Unrelated to that, I would still like it if there were a mirror of the Commons images; I guess this would avoid intellectual property rights issues that we could run into with non-free (i.e. fair use) images. In he past we have talked about how this could happen, most likely copying right off the disks. The conensus however was always that we would only be willing to do that if there was a guarantee from the instutition or group wanting the copy that they would maintain a publically accessible mirror.

Providing multiple terabyte sized files for download doesn't make any kind of sense to me. However, if we get concrete proposals for categories of Commons images people really want and would use, we can put those together. I think this has been said before on wikitech-l if not here.
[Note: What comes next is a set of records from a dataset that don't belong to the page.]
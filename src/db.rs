// ==========================================
// Núcleo BI Cartorial - Infraestrutura SQLite
// ==========================================
// Unifica o comportamento de todo Connection::open:
// - foreign_keys e busy_timeout valem POR conexão
// - bootstrap do schema via CREATE TABLE IF NOT EXISTS
// ==========================================

use rusqlite::Connection;
use std::time::Duration;

/// busy_timeout padrão (milissegundos)
pub const DEFAULT_BUSY_TIMEOUT_MS: u64 = 5_000;

/// Aplica os PRAGMAs padrão a uma conexão.
pub fn configure_sqlite_connection(conn: &Connection) -> rusqlite::Result<()> {
    conn.execute_batch("PRAGMA foreign_keys = ON;")?;
    conn.busy_timeout(Duration::from_millis(DEFAULT_BUSY_TIMEOUT_MS))?;
    Ok(())
}

/// Abre a conexão já configurada.
pub fn open_sqlite_connection(db_path: &str) -> rusqlite::Result<Connection> {
    let conn = Connection::open(db_path)?;
    configure_sqlite_connection(&conn)?;
    Ok(conn)
}

/// Cria as tabelas do núcleo quando ausentes.
///
/// Chaves únicas espelham os alvos de ON CONFLICT dos inserts de
/// importação; sem elas a política de conflito não dispara.
pub fn init_schema(conn: &Connection) -> rusqlite::Result<()> {
    conn.execute_batch(
        r#"
        -- Confirmações FNC (OS x Selo)
        CREATE TABLE IF NOT EXISTS os_selo (
            contrato_id        INTEGER NOT NULL,
            sistema_origem_id  INTEGER NOT NULL,
            id                 TEXT,
            os_id              TEXT NOT NULL,
            selo               TEXT NOT NULL,
            quantidade         REAL NOT NULL DEFAULT 1,
            created_at         TEXT NOT NULL DEFAULT (datetime('now')),
            UNIQUE (contrato_id, sistema_origem_id, os_id, selo)
        );

        -- Lançamentos de Ordem de Serviço
        CREATE TABLE IF NOT EXISTS os_lanc (
            contrato_id        INTEGER NOT NULL,
            sistema_origem_id  INTEGER NOT NULL,
            id                 TEXT,
            situacao           TEXT,
            quantidade         REAL NOT NULL DEFAULT 1,
            valor              REAL,
            valor_abs          REAL,
            capa               TEXT,
            livro              TEXT,
            folha              TEXT,
            dt_lancou          TEXT,
            data_lancamento    TEXT,
            os                 TEXT NOT NULL,
            sequencia          TEXT NOT NULL,
            operacao           TEXT,
            natureza           TEXT,
            lcto               TEXT,
            recibo             TEXT,
            selo_principal     TEXT NOT NULL,
            created_at         TEXT NOT NULL DEFAULT (datetime('now')),
            UNIQUE (contrato_id, sistema_origem_id, os, sequencia)
        );

        -- Histórico de selos emitidos
        CREATE TABLE IF NOT EXISTS his_selo (
            contrato_id        INTEGER NOT NULL,
            sistema_origem_id  INTEGER NOT NULL,
            id                 TEXT,
            selo               TEXT NOT NULL,
            tipo_ato           TEXT,
            capa               TEXT,
            livro              TEXT,
            folha              TEXT,
            quantidade         REAL NOT NULL DEFAULT 1,
            data               TEXT NOT NULL,
            created_at         TEXT NOT NULL DEFAULT (datetime('now')),
            UNIQUE (contrato_id, sistema_origem_id, id)
        );

        -- Detalhe de baixa de selo (PR)
        CREATE TABLE IF NOT EXISTS his_selo_detalhe_pr (
            contrato_id        INTEGER NOT NULL,
            sistema_origem_id  INTEGER NOT NULL,
            id                 TEXT NOT NULL,
            selo_principal     TEXT NOT NULL,
            id_codigo_ato      INTEGER NOT NULL,
            data_ato           TEXT NOT NULL,
            created_at         TEXT NOT NULL DEFAULT (datetime('now')),
            UNIQUE (contrato_id, sistema_origem_id, id)
        );

        -- Dimensão global de tipos de lançamento
        CREATE TABLE IF NOT EXISTS tipo_lancamento (
            codlcto            TEXT NOT NULL,
            descricao          TEXT,
            tipo_lanc          TEXT,
            grupodecontas      TEXT,
            status_inativo     INTEGER NOT NULL DEFAULT 0,
            created_at         TEXT NOT NULL DEFAULT (datetime('now')),
            UNIQUE (codlcto)
        );

        -- Dimensão de códigos de ato com janela de vigência
        CREATE TABLE IF NOT EXISTS dim_codigo_ato (
            id_codigo_ato      INTEGER NOT NULL,
            descricao          TEXT NOT NULL,
            vigencia_inicio    TEXT NOT NULL,
            vigencia_fim       TEXT
        );

        -- Trilha de auditoria das importações
        CREATE TABLE IF NOT EXISTS importacoes_log (
            id                      INTEGER PRIMARY KEY AUTOINCREMENT,
            contrato_id             INTEGER NOT NULL,
            sistema_origem_id       INTEGER,
            usuario_id              INTEGER NOT NULL,
            usuario_email           TEXT NOT NULL,
            tipo_arquivo            TEXT NOT NULL,
            modo_importacao         TEXT NOT NULL,
            nome_arquivo            TEXT NOT NULL,
            status                  TEXT NOT NULL,
            success_code            TEXT,
            error_code              TEXT,
            mensagem                TEXT,
            total_registros         INTEGER NOT NULL DEFAULT 0,
            registros_processados   INTEGER NOT NULL DEFAULT 0,
            started_at              TEXT NOT NULL,
            finished_at             TEXT
        );

        CREATE INDEX IF NOT EXISTS idx_importacoes_log_contrato
            ON importacoes_log (contrato_id, started_at);

        -- Usuários (hash de senha para a confirmação de carga)
        CREATE TABLE IF NOT EXISTS usuarios (
            id                 INTEGER PRIMARY KEY AUTOINCREMENT,
            email              TEXT NOT NULL UNIQUE,
            senha_hash         TEXT NOT NULL,
            role               TEXT NOT NULL DEFAULT 'ADMIN',
            contrato_id        INTEGER NOT NULL,
            created_at         TEXT NOT NULL DEFAULT (datetime('now'))
        );

        CREATE INDEX IF NOT EXISTS idx_his_selo_detalhe_selo
            ON his_selo_detalhe_pr (contrato_id, selo_principal);
        CREATE INDEX IF NOT EXISTS idx_os_selo_selo
            ON os_selo (contrato_id, sistema_origem_id, selo);
        CREATE INDEX IF NOT EXISTS idx_his_selo_selo
            ON his_selo (contrato_id, sistema_origem_id, selo);
        "#,
    )?;
    Ok(())
}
So, can we find some institutions interested in 17T or so of data, growing every day? Educational instutions or organizations involved in open content would seem a good starting point.

Ariel

Erik Zachte

7:46 p.m.

New subject: [Wikitech-l] Fwd: Old English Wikipedia image dump from 2005

Ariel:

...

Providing multiple terabyte sized files for download doesn't make any kind of sense to me. However, if we get concrete proposals for categories of Commons images people really want and would use, we can put those together. I think this has been said before on wikitech-l if not here.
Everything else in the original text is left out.